Dan starts off their chat, which was actually streamed live on Twitch, by asking ItsHafu, to discuss her origin story in gaming. Like a lot of us, Hafu began with a Gameboy Color at 14 has been hooked ever since. She moved onto “Triple Triad,” the Final Fantasy VIII card-based minigame on her sister’s Playstation and eventually leading her to World of Warcraft, better known as WoW.

Hafu’s best friend and, then, boyfriend introduced her to Wow that summer but they stopped and she pursued excellence. However, when WoW: The Burning Crusade came out she was self-admittedly really bad and her friend, Skrewd, pulled a Mean Girls and said, “you can’t sit with us” because her character wouldn’t “synergize well.” Well, Hafu took her salty outlook and motivated herself to get better so she could beat them. Finally, after hours of dedicated practice, she beat her arch-nemesis, Skrewd!

The hard work and dedication eventually paid off for Hafu. She was such a good WoW player that she began attending tournaments the summer after her junior year of high school. Hafu knew at that point that going back for her senior year of high school wasn’t worth giving up the dream of flying around the world to compete against the best players in places like Europe and Canada.

Now, if you ask Hafu she has no work ethic anyway when it came to school so she decided to drop out of high school. Hafu explained that in her opinion, “work ethic” is when you need to do something that you don’t want to do. Since gaming fell in line with her wants it was easy to motivate herself to practice and get better. The strong desire for revenge to get better than the friends that told her she was no good helped but she doesn’t consider that work. Since cramming things like history or chemistry seemed like she was doing it for someone else and not her, dropping out wasn’t a hard decision.

“Talent is cheaper than table salt. What separates the talented individual from the successful one is a lot of hard work.” ― Stephen King

Hafu being interviewed by ESGN at the Finals of OGN in South Korea in 2014.

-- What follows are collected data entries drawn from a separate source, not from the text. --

//! Demo controller for headless runs and attract mode
//!
//! Steers toward the middle of the nearest opening: away from the body of
//! the next candlestick and its wick. Not a perfect player.

use rand::RngCore;

use super::collision::{body_rect, wick_rect};
use super::session::GameSession;
use super::state::Trend;

/// Decide whether to jump before the next tick
pub fn should_jump<R: RngCore>(session: &GameSession<R>) -> bool {
    if !session.is_playing() {
        return false;
    }
    if session.awaiting_first_input() {
        return true;
    }

    let avatar = session.avatar();
    let target = target_altitude(session);

    // Only flap while sinking below the target, so jumps don't stack
    avatar.pos.y + avatar.size / 2.0 > target && avatar.vel_y > 0.0
}

/// Center line of the open space beside the next candlestick ahead
fn target_altitude<R: RngCore>(session: &GameSession<R>) -> f32 {
    let config = session.config();
    let avatar = session.avatar();
    let next = session
        .obstacles()
        .iter()
        .find(|o| o.x + config.obstacle_width >= avatar.pos.x);

    let Some(obstacle) = next else {
        return config.world_height / 2.0;
    };

    let body = body_rect(obstacle, config);
    let wick = wick_rect(obstacle, config);
    match obstacle.trend {
        // Blocked from the floor up to the wick tip
        Trend::Bullish => wick.min.y.min(body.min.y) / 2.0,
        // Blocked from the ceiling down to the wick tip
        Trend::Bearish => {
            let open_top = wick.max().y.max(body.max().y);
            (open_top + config.world_height) / 2.0
        }
    }
}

In addition to competing, she would also boost other teams. She was getting paid $30k to $40k to play other peoples not so great character and getting them to a higher level while also gaining more skills herself. Talk about a win-win. Eventually, after about 7 months of competing, she decided to return and finish high school and then head off to college. Hafu majored in finance because she wanted to get rich fast and game the rest of the time. She admitted to joining a sorority and trying to be less antisocial then she was in high school but some nights she just needed to game.

Then Hafu was told about Twitch. She was very hesitant about being on the internet because she had some bad experience so she planned to just avoid it. She thought she would either be put on a pedestal or in the dumpster and neither one sounded appealing. She was eventually convinced that putting out content she was proud should matter more than what people thought. Because she was the only female to win a tournament, she immediately blew up with thousands of viewers on her first stream.

Hafu was partnered right and her Twitch streaming career was taking off with hundreds of viewers turning up to watch her play. She used that same lack of work ethic to master games like Diablo III and eventually changing over to Hearthstone. When another streamer called Amaz came up with the 100 in 10 Challenge, beating it became her new goal and her stream really blew up.

Eventually, Hearthstone stopped feeling gratifying so she began looking for a new game that suited her playstyle. Then she found Autochess but it wasn’t as popular on her stream as Hearthstone but Hafu loved it and her dedication paid off and her viewers came back up in the thousands. After that League of Legends: Teamfight Tactics (TFT) came out and soon Hafu was the number one streamer, winning 80% of her games and recently started averaging 11,000 viewers!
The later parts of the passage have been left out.